ACTION ITEM -> Copy out the data line by line exactly, from its start to the line bearing "fn traced(trace: &Trace, id: &str)", inclusive.

Dataset entries
★ ★ ★ ★ ★ ★ ★

//! Activation protocol: ordering, idempotence, failure containment.

use std::any::Any;
use std::cell::RefCell;
use std::rc::Rc;

use atelier::app::AppShell;
use atelier::core::{PluginDescriptor, PluginError, Token};

struct Unit;

type Trace = Rc<RefCell<Vec<String>>>;

fn traced(trace: &Trace, id: &str) -> PluginDescriptor {
    let trace = Rc::clone(trace);
    let name = id.to_string();
    PluginDescriptor::new(id).on_activate(move |_| {
        trace.borrow_mut().push(name.clone());
        Ok(None)
    })
}

fn traced_provider(trace: &Trace, id: &str, token: &Token<Unit>) -> PluginDescriptor {
    let trace = Rc::clone(trace);
    let name = id.to_string();
    PluginDescriptor::new(id)
        .provides(token)
        .on_activate(move |_| {
            trace.borrow_mut().push(name.clone());
            Ok(Some(Rc::new(Unit) as Rc<dyn Any>))
        })
}

#[tokio::test]
async fn diamond_graph_activates_in_dependency_order_exactly_once() {
    let trace: Trace = Rc::new(RefCell::new(Vec::new()));
    let a: Token<Unit> = Token::new("a");
    let b: Token<Unit> = Token::new("b");
    let c: Token<Unit> = Token::new("c");

    let shell = AppShell::new();
    shell
        .register_plugin(traced(&trace, "sink").requires(&b).requires(&c))
        .unwrap();
    shell
        .register_plugin(traced_provider(&trace, "left", &b).requires(&a))
        .unwrap();
    shell
        .register_plugin(traced_provider(&trace, "right", &c).requires(&a))
        .unwrap();
    shell
        .register_plugin(traced_provider(&trace, "root", &a))
        .unwrap();

    shell.start().await.unwrap();

    let order = trace.borrow().clone();
    assert_eq!(order.len(), 4);
    let position =
        |id: &str| order.iter().position(|x| x == id).unwrap_or_else(|| panic!("{} missing", id));
    assert!(position("root") < position("left"));
    assert!(position("root") < position("right"));
    assert!(position("left") < position("sink"));
    assert!(position("right") < position("sink"));
    // Ties between "left" and "right" resolve in registration order.
    assert!(position("left") < position("right"));
}

#[tokio::test]
async fn activation_order_is_reproducible_across_runs() {
    let build = |trace: &Trace| {
        let token: Token<Unit> = Token::new("svc");
        let shell = AppShell::new();
        shell.register_plugin(traced(trace, "gamma")).unwrap();
        shell
            .register_plugin(traced(trace, "beta").requires(&token))
            .unwrap();
        shell
            .register_plugin(traced_provider(trace, "alpha", &token))
            .unwrap();
        shell
    };

    let first: Trace = Rc::new(RefCell::new(Vec::new()));
    build(&first).start().await.unwrap();
    let second: Trace = Rc::new(RefCell::new(Vec::new()));
    build(&second).start().await.unwrap();

    assert_eq!(*first.borrow(), *second.borrow());
    assert_eq!(*first.borrow(), vec!["gamma", "alpha", "beta"]);
}

#[tokio::test]
async fn duplicate_plugin_id_leaves_registry_unchanged() {
    let shell = AppShell::new();
    shell.register_plugin(PluginDescriptor::new("dup")).unwrap();

    let result = shell.register_plugin(PluginDescriptor::new("dup"));
    assert!(matches!(result, Err(PluginError::DuplicateId(_))));

    assert_eq!(shell.plugin_ids(), vec!["dup".to_string()]);
    shell.start().await.unwrap();
    assert!(shell.is_plugin_active("dup"));
}

#[tokio::test]
async fn dependency_cycle_fails_before_any_activation() {
    let trace: Trace = Rc::new(RefCell::new(Vec::new()));
    let a: Token<Unit> = Token::new("a");
    let b: Token<Unit> = Token::new("b");

    let shell = AppShell::new();
    shell
        .register_plugin(traced_provider(&trace, "first", &a).requires(&b))
        .unwrap();
    shell
        .register_plugin(traced_provider(&trace, "second", &b).requires(&a))
        .unwrap();
    shell.register_plugin(traced(&trace, "bystander")).unwrap();

    let result = shell.start().await;
    assert!(matches!(result, Err(PluginError::DependencyCycle(_))));
    assert!(trace.borrow().is_empty());
    assert!(!shell.is_plugin_active("first"));
    assert!(!shell.is_plugin_active("bystander"));
}

#[tokio::test]
async fn absent_optional_dependency_resolves_to_none() {
    let token: Token<Unit> = Token::new("maybe");
    let observed: Rc<RefCell<Option<bool>>> = Rc::new(RefCell::new(None));

    let shell = AppShell::new();
    shell
        .register_plugin(PluginDescriptor::new("consumer").optional(&token).on_activate({
            let token = token.clone();
            let observed = Rc::clone(&observed);
            move |shell| {
                *observed.borrow_mut() = Some(shell.try_service(&token).is_some());
                Ok(None)
            }
        }))
        .unwrap();

    shell.start().await.unwrap();
    assert_eq!(*observed.borrow(), Some(false));
    assert!(shell.is_plugin_active("consumer"));
}

#[tokio::test]
async fn present_optional_provider_activates_first() {
    let trace: Trace = Rc::new(RefCell::new(Vec::new()));
    let token: Token<Unit> = Token::new("maybe");

    let shell = AppShell::new();
    shell
        .register_plugin(traced(&trace, "consumer").optional(&token))
        .unwrap();
    shell
        .register_plugin(traced_provider(&trace, "provider", &token))
        .unwrap();

    shell.start().await.unwrap();
    assert_eq!(*trace.borrow(), vec!["provider", "consumer"]);
}

#[tokio::test]
async fn reactivation_does_not_rerun_or_reregister() {
    let token: Token<Unit> = Token::new("svc");
    let runs = Rc::new(RefCell::new(0));

    let shell = AppShell::new();
    shell
        .register_plugin(
            PluginDescriptor::new("provider")
                .provides(&token)
                .auto_start(false)
                .on_activate({
                    let runs = Rc::clone(&runs);
                    move |_| {
                        *runs.borrow_mut() += 1;
                        Ok(Some(Rc::new(Unit) as Rc<dyn Any>))
                    }
                }),
        )
        .unwrap();

    shell.activate_plugin("provider").await.unwrap();
    shell.activate_plugin("provider").await.unwrap();
    shell.start().await.unwrap();

    assert_eq!(*runs.borrow(), 1);
    assert!(shell.service(&token).is_ok());
}

#[tokio::test]
async fn failure_is_reported_with_plugin_id_and_halts_walk() {
    let trace: Trace = Rc::new(RefCell::new(Vec::new()));
    let token: Token<Unit> = Token::new("svc");

    let shell = AppShell::new();
    shell
        .register_plugin(traced_provider(&trace, "ok", &token))
        .unwrap();
    shell
        .register_plugin(
            PluginDescriptor::new("flaky")
                .requires(&token)
                .on_activate(|_| Err("backend refused to start".into())),
        )
        .unwrap();
    shell.register_plugin(traced(&trace, "after")).unwrap();

    match shell.start().await {
        Err(PluginError::ActivationFailed { plugin, message }) => {
            assert_eq!(plugin, "flaky");
            assert!(message.contains("backend refused"));
        }
        other => panic!("expected activation failure, got {:?}", other.map(|_| ())),
    }

    // Fail-fast: the walk stopped, earlier services stay valid.
    assert_eq!(*trace.borrow(), vec!["ok"]);
    assert!(shell.service(&token).is_ok());
}

#[tokio::test]
async fn failed_plugin_does_not_rerun_on_retry() {
    let runs = Rc::new(RefCell::new(0));

    let shell = AppShell::new();
    shell
        .register_plugin(PluginDescriptor::new("flaky").on_activate({
            let runs = Rc::clone(&runs);
            move |_| {
                *runs.borrow_mut() += 1;
                Err("still broken".into())
            }
        }))
        .unwrap();

    assert!(shell.start().await.is_err());
    assert!(shell.activate_plugin("flaky").await.is_err());
    assert_eq!(*runs.borrow(), 1);
}

#[tokio::test]
async fn async_activation_suspends_without_breaking_order() {
    let trace: Trace = Rc::new(RefCell::new(Vec::new()));
    let token: Token<Unit> = Token::new("svc");

    let shell = AppShell::new();
    shell
        .register_plugin(
            PluginDescriptor::new("slow-provider")
                .provides(&token)
                .on_activate_async({
                    let trace = Rc::clone(&trace);
                    move |_| {
                        let trace = Rc::clone(&trace);
                        Box::pin(async move {
                            tokio::task::yield_now().await;
                            trace.borrow_mut().push("slow-provider".to_string());
                            Ok(Some(Rc::new(Unit) as Rc<dyn Any>))
                        })
                    }
                }),
        )
        .unwrap();
    shell
        .register_plugin(traced(&trace, "consumer").requires(&token))
        .unwrap();

    shell.start().await.unwrap();
    assert_eq!(*trace.borrow(), vec!["slow-provider", "consumer"]);
}
//! Keybindings: chord sequences mapped to command ids, scoped by selector.
//!
//! A binding never points at a widget or a handler, only at a command id.
//! Selectors are matched against the focus context reported by the shell,
//! ordered innermost scope first.

use serde_json::Value;

use super::event::Key;

#[derive(Clone, Debug)]
pub struct KeyBinding {
    pub keys: Vec<Key>,
    pub selector: String,
    pub command: String,
    pub args: Value,
}

impl KeyBinding {
    pub fn new(keys: Vec<Key>, selector: impl Into<String>, command: impl Into<String>) -> Self {
        Self {
            keys,
            selector: selector.into(),
            command: command.into(),
            args: Value::Null,
        }
    }

    pub fn with_args(mut self, args: Value) -> Self {
        self.args = args;
        self
    }
}

#[derive(Debug, Clone, PartialEq)]
pub enum KeyLookup {
    /// The pressed chord matched a binding in scope.
    Exact { command: String, args: Value },
    /// The pressed keys are a prefix of a longer binding in scope.
    Pending,
    NoMatch,
}

#[derive(Default)]
pub struct Keymap {
    bindings: Vec<KeyBinding>,
}

impl Keymap {
    pub fn new() -> Self {
        Self::default()
    }

    /// Adds a binding. An identical chord and selector replaces the prior
    /// binding outright: the most recently added binding wins.
    pub fn add(&mut self, binding: KeyBinding) {
        if let Some(pos) = self
            .bindings
            .iter()
            .position(|b| b.keys == binding.keys && b.selector == binding.selector)
        {
            let replaced = self.bindings.remove(pos);
            tracing::debug!(
                command = %replaced.command,
                by = %binding.command,
                "keybinding replaced"
            );
        }
        self.bindings.push(binding);
    }

    /// Drops every binding that references `command`. Returns how many were
    /// removed.
    pub fn remove_command_bindings(&mut self, command: &str) -> usize {
        let before = self.bindings.len();
        self.bindings.retain(|b| b.command != command);
        before - self.bindings.len()
    }

    pub fn bindings(&self) -> &[KeyBinding] {
        &self.bindings
    }

    pub fn len(&self) -> usize {
        self.bindings.len()
    }

    pub fn is_empty(&self) -> bool {
        self.bindings.is_empty()
    }

    /// Resolves the pressed keys against the active focus context. The
    /// innermost matching scope wins; within one scope the latest-added
    /// binding wins.
    pub fn lookup(&self, keys: &[Key], context: &[String]) -> KeyLookup {
        let mut best: Option<(usize, usize)> = None;
        for (idx, binding) in self.bindings.iter().enumerate() {
            if binding.keys != keys {
                continue;
            }
            let Some(scope_idx) = context.iter().position(|scope| *scope == binding.selector)
            else {
                continue;
            };
            let better = match best {
                None => true,
                Some((best_scope, best_idx)) => {
                    scope_idx < best_scope || (scope_idx == best_scope && idx > best_idx)
                }
            };
            if better {
                best = Some((scope_idx, idx));
            }
        }

        if let Some((_, idx)) = best {
            let binding = &self.bindings[idx];
            return KeyLookup::Exact {
                command: binding.command.clone(),
                args: binding.args.clone(),
            };
        }

        let pending = self.bindings.iter().any(|binding| {
            binding.keys.len() > keys.len()
                && binding.keys.starts_with(keys)
                && context.iter().any(|scope| *scope == binding.selector)
        });
        if pending {
            KeyLookup::Pending
        } else {
            KeyLookup::NoMatch
        }
    }
}

#[cfg(test)]
mod tests {
    use super::*;
    use crossterm::event::KeyCode;

    fn ctx(scopes: &[&str]) -> Vec<String> {
        scopes.iter().map(|s| s.to_string()).collect()
    }

    #[test]
    fn exact_match_resolves_command() {
        let mut keymap = Keymap::new();
        keymap.add(KeyBinding::new(
            vec![Key::ctrl(KeyCode::Char('s'))],
            "shell",
            "file:save",
        ));

        let lookup = keymap.lookup(&[Key::ctrl(KeyCode::Char('s'))], &ctx(&["shell"]));
        assert_eq!(
            lookup,
            KeyLookup::Exact {
                command: "file:save".to_string(),
                args: Value::Null,
            }
        );
    }

    #[test]
    fn rebinding_same_chord_and_selector_wins() {
        let mut keymap = Keymap::new();
        let chord = vec![Key::ctrl(KeyCode::Char('k'))];
        keymap.add(KeyBinding::new(chord.clone(), "shell", "first"));
        keymap.add(KeyBinding::new(chord.clone(), "shell", "second"));

        assert_eq!(keymap.len(), 1);
        match keymap.lookup(&chord, &ctx(&["shell"])) {
            KeyLookup::Exact { command, .. } => assert_eq!(command, "second"),
            other => panic!("expected exact match, got {:?}", other),
        }
    }

    #[test]
    fn innermost_scope_shadows_outer() {
        let mut keymap = Keymap::new();
        let chord = vec![Key::simple(KeyCode::Enter)];
        keymap.add(KeyBinding::new(chord.clone(), "shell", "outer"));
        keymap.add(KeyBinding::new(chord.clone(), "widget:palette", "inner"));

        match keymap.lookup(&chord, &ctx(&["widget:palette", "shell"])) {
            KeyLookup::Exact { command, .. } => assert_eq!(command, "inner"),
            other => panic!("expected exact match, got {:?}", other),
        }
    }

    #[test]
    fn out_of_scope_binding_is_ignored() {
        let mut keymap = Keymap::new();
        keymap.add(KeyBinding::new(
            vec![Key::simple(KeyCode::Enter)],
            "widget:palette",
            "palette:run",
        ));

        let lookup = keymap.lookup(&[Key::simple(KeyCode::Enter)], &ctx(&["shell"]));
        assert_eq!(lookup, KeyLookup::NoMatch);
    }

    #[test]
    fn chord_prefix_reports_pending() {
        let mut keymap = Keymap::new();
        keymap.add(KeyBinding::new(
            vec![Key::ctrl(KeyCode::Char('k')), Key::ctrl(KeyCode::Char('s'))],
            "shell",
            "keys:show",
        ));

        let lookup = keymap.lookup(&[Key::ctrl(KeyCode::Char('k'))], &ctx(&["shell"]));
        assert_eq!(lookup, KeyLookup::Pending);
    }

    #[test]
    fn remove_command_bindings_drops_all_references() {
        let mut keymap = Keymap::new();
        keymap.add(KeyBinding::new(
            vec![Key::ctrl(KeyCode::Char('p'))],
            "shell",
            "palette:toggle",
        ));
        keymap.add(KeyBinding::new(
            vec![Key::ctrl_shift(KeyCode::Char('p'))],
            "shell",
            "palette:toggle",
        ));
        keymap.add(KeyBinding::new(
            vec![Key::ctrl(KeyCode::Char('q'))],
            "shell",
            "workbench:quit",
        ));

        assert_eq!(keymap.remove_command_bindings("palette:toggle"), 2);
        assert_eq!(keymap.len(), 1);
    }
}
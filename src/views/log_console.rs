//! Log console: drains the logging tee channel into a scrollback buffer.

use std::collections::VecDeque;
use std::sync::mpsc::Receiver;

use ratatui::layout::Rect;
use ratatui::style::{Color, Style};
use ratatui::text::{Line, Span};
use ratatui::widgets::{Block, Borders, Paragraph};
use ratatui::Frame;

use crate::app::Widget;

pub const WIDGET_ID: &str = "log-console";

pub struct LogConsoleView {
    rx: Option<Receiver<String>>,
    lines: VecDeque<String>,
    history: usize,
}

impl LogConsoleView {
    pub fn new(rx: Option<Receiver<String>>, history: usize) -> Self {
        Self {
            rx,
            lines: VecDeque::new(),
            history: history.max(1),
        }
    }

    fn drain(&mut self) {
        let Some(rx) = &self.rx else {
            return;
        };
        while let Ok(line) = rx.try_recv() {
            if self.lines.len() == self.history {
                self.lines.pop_front();
            }
            self.lines.push_back(line);
        }
    }

    pub fn lines(&self) -> impl Iterator<Item = &str> {
        self.lines.iter().map(String::as_str)
    }
}

impl Widget for LogConsoleView {
    fn id(&self) -> &str {
        WIDGET_ID
    }

    fn title(&self) -> &str {
        "Logs"
    }

    fn focusable(&self) -> bool {
        false
    }

    /// Grows to fill whatever the bottom region has left.
    fn preferred_height(&self) -> u16 {
        0
    }

    fn render(&mut self, frame: &mut Frame, area: Rect) {
        self.drain();

        let visible = area.height.saturating_sub(2) as usize;
        let start = self.lines.len().saturating_sub(visible);
        let lines: Vec<Line> = self
            .lines
            .iter()
            .skip(start)
            .map(|line| Line::from(Span::styled(line.clone(), Style::default().fg(Color::Gray))))
            .collect();

        let block = Block::default().borders(Borders::TOP).title(self.title());
        frame.render_widget(Paragraph::new(lines).block(block), area);
    }
}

★ ★ ★ ★ ★ ★ ★

THE ANSWER ->
//! Activation protocol: ordering, idempotence, failure containment.

use std::any::Any;
use std::cell::RefCell;
use std::rc::Rc;

use atelier::app::AppShell;
use atelier::core::{PluginDescriptor, PluginError, Token};

struct Unit;

type Trace = Rc<RefCell<Vec<String>>>;

fn traced(trace: &Trace, id: &str) -> PluginDescriptor {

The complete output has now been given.